First, we note that Jakovich’s alleged input into WDG’s “marketing and advertising strategies” is not alleged anywhere in the underlying complaint. The only evidence of such input was a declaration filed in opposition to summary judgment. Further, while the Stratacom complaint does allege that Stratacom spent money on advertising, it did not allege the trade secrets directly related to those efforts. The trade secrets allegedly taken were specific customer information, not advertising ideas. WDG’s claims that the underlying complaint states Jakovich had stolen “marketing techniques in advertising” is without foundation.

        The Court also found that there were no allegations in the complaint sufficient to warrant coverage under the “libel or slander” provisions of the policy.
Moreover, the complaint does not allege “libel or slander” in connection with the Jakovich’s customer solicitation, as no false statements of fact are alleged. “An insured may not trigger the duty to defend by speculating about extraneous ‘facts’
regarding potential liability or ways in which the third party claimant might amend its complaint at some future date.” (Gunderson v. Fire Ins.
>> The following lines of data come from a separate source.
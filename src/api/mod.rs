//! # API Module
//!
//! HTTP surface over [`crate::graph::GraphService`].
//!
//! ## Endpoints Overview
//!
//! - `GET /v1/graph` - Loaded graph definition
//! - `GET /v1/health` - Health check (storage reachable and initialised)
//! - `GET /v1/graph/{ids}` - Object by id, or page envelope for a comma-joined list
//! - `POST /v1/graph` - Create object from a body carrying `object_type`
//! - `PUT /v1/graph/{id}` - Update object; body is the delta plus optional `delete_fields`
//! - `DELETE /v1/graph/{id}` - Delete object
//! - `GET /v1/graph/{src}/{edge_name}?count&after` - Paginated edge listing
//! - `GET|POST|DELETE /v1/graph/{src}/{edge_name}/{dst}` - Single edge
//! - `GET /metrics` - Prometheus metrics
//!
//! Mutations read the `author` header as the event's user. Errors are
//! returned as `{"code": ..., "message": ...}` with the matching status.

pub mod handlers;
pub mod server;

pub use handlers::{ApiError, AppState};
pub use server::{create_app, start_server};
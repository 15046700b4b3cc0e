//! In-memory storage backend
//!
//! Objects, events and unique keys live in `DashMap`s. Edges are grouped per
//! `(src, name)` list; each list keeps an ordered set of `(sort_value, dst)`
//! for scans and a map from destination to sort value for lookups. Edges that
//! share a sort value are ordered by destination id.
//! Cursors are destination ids: a listing resumes strictly below the cursor
//! edge's `(sort_value, dst)` position.

use crate::core::types::{EdgeRecord, EventRecord, Fields};
use crate::storage::{merge_document, GraphStorage, PageCursors, StorageError, StorageResult};
use async_trait::async_trait;
use dashmap::mapref::entry::Entry;
use dashmap::{DashMap, DashSet};
use std::collections::{BTreeSet, HashMap};
use std::sync::atomic::{AtomicBool, Ordering};

/// Edges of one `(src, name)` pair
#[derive(Debug, Default)]
struct EdgeList {
    by_sort: BTreeSet<(String, String)>,
    by_dst: HashMap<String, String>,
}

/// In-memory backend; data is lost on exit
#[derive(Debug, Default)]
pub struct MemStore {
    initialized: AtomicBool,
    objects: DashMap<String, Fields>,
    edges: DashMap<(String, String), EdgeList>,
    events: DashMap<String, EventRecord>,
    unique_keys: DashSet<String>,
}

impl MemStore {
    /// Create an empty, uninitialised store
    pub fn new() -> Self {
        Self::default()
    }

    /// Number of stored objects
    pub fn object_count(&self) -> usize {
        self.objects.len()
    }

    /// Number of persisted events
    pub fn event_count(&self) -> usize {
        self.events.len()
    }

    fn list_key(src: &str, name: &str) -> (String, String) {
        (src.to_string(), name.to_string())
    }
}

#[async_trait]
impl GraphStorage for MemStore {
    async fn init(&self) -> StorageResult<()> {
        self.initialized.store(true, Ordering::Release);
        Ok(())
    }

    async fn check_db(&self) -> StorageResult<()> {
        if self.initialized.load(Ordering::Acquire) {
            Ok(())
        } else {
            Err(StorageError::SchemaMissing("memory store not initialised".to_string()))
        }
    }

    async fn get_object(&self, id: &str) -> StorageResult<Option<Fields>> {
        Ok(self.objects.get(id).map(|doc| doc.value().clone()))
    }

    async fn create_object(&self, doc: &Fields) -> StorageResult<()> {
        let id = doc
            .get("id")
            .and_then(|v| v.as_str())
            .ok_or_else(|| StorageError::Corrupt("object document without id".to_string()))?;

        match self.objects.entry(id.to_string()) {
            Entry::Occupied(_) => Err(StorageError::AlreadyExists(id.to_string())),
            Entry::Vacant(slot) => {
                slot.insert(doc.clone());
                Ok(())
            }
        }
    }

    async fn update_object(&self, id: &str, delta: &Fields, delete_fields: &[String]) -> StorageResult<()> {
        if let Some(mut doc) = self.objects.get_mut(id) {
            merge_document(doc.value_mut(), delta, delete_fields);
        }
        Ok(())
    }

    async fn delete_object(&self, id: &str) -> StorageResult<()> {
        self.objects.remove(id);
        Ok(())
    }

    async fn get_edge(&self, src: &str, name: &str, dst: &str) -> StorageResult<Option<EdgeRecord>> {
        let edge = self.edges.get(&Self::list_key(src, name)).and_then(|list| {
            list.by_dst.get(dst).map(|sort_value| EdgeRecord {
                src: src.to_string(),
                edge_name: name.to_string(),
                dst: dst.to_string(),
                sort_value: sort_value.clone(),
            })
        });
        Ok(edge)
    }

    async fn create_edge(&self, edge: &EdgeRecord) -> StorageResult<()> {
        let mut list = self.edges.entry(Self::list_key(&edge.src, &edge.edge_name)).or_default();
        if list.by_dst.contains_key(&edge.dst) {
            return Err(StorageError::AlreadyExists(format!(
                "{}/{}/{}",
                edge.src, edge.edge_name, edge.dst
            )));
        }
        list.by_dst.insert(edge.dst.clone(), edge.sort_value.clone());
        list.by_sort.insert((edge.sort_value.clone(), edge.dst.clone()));
        Ok(())
    }

    async fn delete_edge(&self, src: &str, name: &str, dst: &str) -> StorageResult<()> {
        if let Some(mut list) = self.edges.get_mut(&Self::list_key(src, name)) {
            if let Some(sort_value) = list.by_dst.remove(dst) {
                list.by_sort.remove(&(sort_value, dst.to_string()));
            }
        }
        Ok(())
    }

    async fn get_edges(&self, src: &str, name: &str, count: usize, after: Option<&str>) -> StorageResult<Vec<String>> {
        let Some(list) = self.edges.get(&Self::list_key(src, name)) else {
            return Ok(Vec::new());
        };

        let page = match after {
            Some(cursor) => match list.by_dst.get(cursor) {
                Some(sort_value) => list
                    .by_sort
                    .range(..(sort_value.clone(), cursor.to_string()))
                    .rev()
                    .take(count)
                    .map(|(_, dst)| dst.clone())
                    .collect(),
                None => {
                    tracing::debug!(src, name, cursor, "Unknown edge cursor");
                    Vec::new()
                }
            },
            None => list.by_sort.iter().rev().take(count).map(|(_, dst)| dst.clone()).collect(),
        };
        Ok(page)
    }

    async fn get_edge_count(&self, src: &str, name: &str) -> StorageResult<u64> {
        Ok(self
            .edges
            .get(&Self::list_key(src, name))
            .map_or(0, |list| list.by_dst.len() as u64))
    }

    fn first_and_last_params(&self, page: &[String], _after: Option<&str>) -> PageCursors {
        PageCursors {
            first: page.first().cloned(),
            last: page.last().cloned(),
        }
    }

    async fn save_event(&self, event: &EventRecord) -> StorageResult<()> {
        match self.events.entry(event.id.clone()) {
            Entry::Occupied(_) => Err(StorageError::AlreadyExists(event.id.clone())),
            Entry::Vacant(slot) => {
                slot.insert(event.clone());
                Ok(())
            }
        }
    }

    async fn get_event(&self, id: &str) -> StorageResult<Option<EventRecord>> {
        Ok(self.events.get(id).map(|event| event.value().clone()))
    }

    async fn add_unique(&self, key: &str) -> StorageResult<()> {
        if self.unique_keys.insert(key.to_string()) {
            Ok(())
        } else {
            Err(StorageError::AlreadyReserved(key.to_string()))
        }
    }

    async fn remove_unique(&self, key: &str) -> StorageResult<()> {
        self.unique_keys.remove(key);
        Ok(())
    }
}

#[cfg(test)]
mod tests {
    use super::*;
    use crate::storage::contract;

    #[tokio::test]
    async fn test_check_db_requires_init() {
        let store = MemStore::new();
        assert!(matches!(store.check_db().await, Err(StorageError::SchemaMissing(_))));
        store.init().await.unwrap();
        store.init().await.unwrap();
        assert!(store.check_db().await.is_ok());
    }

    #[tokio::test]
    async fn test_object_contract() {
        contract::objects(&MemStore::new()).await;
    }

    #[tokio::test]
    async fn test_edge_contract() {
        contract::edges(&MemStore::new()).await;
    }

    #[tokio::test]
    async fn test_unique_contract() {
        contract::unique_keys(&MemStore::new()).await;
    }

    #[tokio::test]
    async fn test_event_contract() {
        let store = MemStore::new();
        contract::events(&store).await;
        assert_eq!(store.event_count(), 1);
    }

    #[tokio::test]
    async fn test_unknown_cursor_yields_empty_page() {
        let store = MemStore::new();
        contract::edges(&store).await;
        let page = store.get_edges("src", "friends", 10, Some("nobody")).await.unwrap();
        assert!(page.is_empty());
    }

    #[tokio::test]
    async fn test_concurrent_unique_reservation() {
        let store = std::sync::Arc::new(MemStore::new());
        let attempts = (0..16).map(|_| {
            let store = store.clone();
            tokio::spawn(async move { store.add_unique("user-email-x").await.is_ok() })
        });
        let winners = futures::future::join_all(attempts)
            .await
            .into_iter()
            .filter(|r| matches!(r, Ok(true)))
            .count();
        assert_eq!(winners, 1);
    }
}
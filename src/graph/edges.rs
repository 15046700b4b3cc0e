//! Edge operations

use super::pagination::{parse_count, Page};
use super::{Created, Deleted, GraphService};
use crate::core::error::{GraphError, Result};
use crate::core::types::{EdgeRecord, EdgeRef, Fields, Method};
use crate::schema::{EdgeConfig, TypeConfig};
use crate::storage::StorageError;
use crate::system::{Metrics, Timer};
use chrono::Utc;
use futures::future::join_all;

impl GraphService {
    /// Source type config and edge config for `src/name`
    fn edge_config(&self, src: &str, name: &str) -> Result<(&TypeConfig, &EdgeConfig)> {
        let config = self.registry.config_for_id(src)?;
        let edge = config.edge(name).ok_or_else(|| GraphError::UnknownEdge {
            src: src.to_string(),
            edge: name.to_string(),
        })?;
        Ok((config, edge))
    }

    /// Check that `src/name/dst` is a declared edge shape
    pub fn check_edge(&self, src: &str, name: &str, dst: &str) -> Result<&TypeConfig> {
        let (config, edge) = self.edge_config(src, name)?;
        let dst_type = self.registry.type_of(dst)?;
        if !edge.accepts(dst_type) {
            return Err(GraphError::UnsupportedDestinationObject {
                src: src.to_string(),
                edge: name.to_string(),
                dst: dst.to_string(),
            });
        }
        Ok(config)
    }

    /// Destination object of one edge
    pub async fn get_edge_object(&self, src: &str, name: &str, dst: &str) -> Result<Fields> {
        self.check_edge(src, name, dst)?;

        let (edge, object) = futures::join!(self.storage.get_edge(src, name, dst), self.storage.get_object(dst));
        if edge?.is_none() {
            return Err(GraphError::EdgeNotExists {
                src: src.to_string(),
                edge: name.to_string(),
                dst: dst.to_string(),
            });
        }
        object?.ok_or_else(|| GraphError::DestinationObjectNotExists {
            src: src.to_string(),
            edge: name.to_string(),
            dst: dst.to_string(),
        })
    }

    /// One page of destination objects, newest edge first.
    ///
    /// `count` is the raw query parameter; `after` an opaque cursor from a
    /// previous page.
    pub async fn get_edge_objects(
        &self,
        src: &str,
        name: &str,
        count: Option<&str>,
        after: Option<&str>,
    ) -> Result<Page> {
        let (_, edge) = self.edge_config(src, name)?;
        let count = parse_count(count, &edge.pagination)?;

        let (dsts, total) = futures::try_join!(
            self.storage.get_edges(src, name, count, after),
            self.storage.get_edge_count(src, name)
        )?;

        let fetched = join_all(dsts.iter().map(|dst| self.storage.get_object(dst))).await;
        let mut objects = Vec::with_capacity(dsts.len());
        for (dst, doc) in dsts.iter().zip(fetched) {
            match doc? {
                Some(doc) => objects.push(doc),
                None => tracing::debug!(src, name, dst = %dst, "Edge destination missing, omitted from page"),
            }
        }

        let cursors = self.storage.first_and_last_params(&dsts, after);
        Ok(Page::from_listing(objects, total, cursors, count, dsts.len()))
    }

    /// Create an edge between two existing objects
    pub async fn create_edge(&self, src: &str, name: &str, dst: &str, user: Option<&str>) -> Result<Created> {
        let timer = Timer::start(&Metrics::global().operations.operation_duration);
        let config = self.check_edge(src, name, dst)?;
        let already_exists = || GraphError::EdgeAlreadyExists {
            src: src.to_string(),
            edge: name.to_string(),
            dst: dst.to_string(),
        };

        let (edge, src_doc, dst_doc) = futures::join!(
            self.storage.get_edge(src, name, dst),
            self.storage.get_object(src),
            self.storage.get_object(dst)
        );
        if edge?.is_some() {
            return Err(already_exists());
        }
        let src_doc = src_doc?.ok_or_else(|| GraphError::ObjectNotExists(src.to_string()))?;
        if src_doc.get("deleted_at").is_some_and(|v| !v.is_null()) {
            return Err(GraphError::ObjectDeleted);
        }
        if dst_doc?.is_none() {
            return Err(GraphError::DestinationObjectNotExists {
                src: src.to_string(),
                edge: name.to_string(),
                dst: dst.to_string(),
            });
        }

        let now = Utc::now();
        let record = EdgeRecord {
            src: src.to_string(),
            edge_name: name.to_string(),
            dst: dst.to_string(),
            sort_value: self.sort_clock.sort_value(),
        };
        match self.storage.create_edge(&record).await {
            Ok(()) => {}
            Err(StorageError::AlreadyExists(_)) => return Err(already_exists()),
            Err(err) => return Err(err.into()),
        }

        Metrics::global().operations.edges_created.inc();
        tracing::info!(src, name, dst, "Edge created");

        if !config.suppress_event {
            let event = self.emitter.edge_event(self.registry.codec(), Method::Post, edge_ref(src, name, dst), user)?;
            self.emit(event).await?;
        }

        timer.finish();
        Ok(Created { created_at: now })
    }

    /// Delete an existing edge
    pub async fn delete_edge(&self, src: &str, name: &str, dst: &str, user: Option<&str>) -> Result<Deleted> {
        let timer = Timer::start(&Metrics::global().operations.operation_duration);
        let config = self.check_edge(src, name, dst)?;

        if self.storage.get_edge(src, name, dst).await?.is_none() {
            return Err(GraphError::EdgeNotExists {
                src: src.to_string(),
                edge: name.to_string(),
                dst: dst.to_string(),
            });
        }
        self.storage.delete_edge(src, name, dst).await?;
        let now = Utc::now();

        Metrics::global().operations.edges_deleted.inc();
        tracing::info!(src, name, dst, "Edge deleted");

        if !config.suppress_event {
            let event = self.emitter.edge_event(self.registry.codec(), Method::Delete, edge_ref(src, name, dst), user)?;
            self.emit(event).await?;
        }

        timer.finish();
        Ok(Deleted { deleted_at: now })
    }
}

fn edge_ref(src: &str, name: &str, dst: &str) -> EdgeRef {
    EdgeRef {
        src: src.to_string(),
        name: name.to_string(),
        dst: dst.to_string(),
    }
}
Exchange (1995) 37 Cal.App.4th 1106, 1114.) [emphasis added]
Simply put, the facts alleged in the underlying complaint relate to a defecting employee who allegedly stole trade secrets and attempted to solicit his former employer’s customers.  Nothing is alleged relating to any advertising activity by WDG.
Conclusion

        Parties are often under the very mistaken belief that there is a “one size fits all” type of insurance.  As indicated, that belief is quite erroneous.  Parties should consult with their attorneys and insurance brokers about the specifics of the parties’ business and appropriate insurance should be sought that covers the said business.

Copyright © 2005 Ivan Hoffman.  All Rights Reserved.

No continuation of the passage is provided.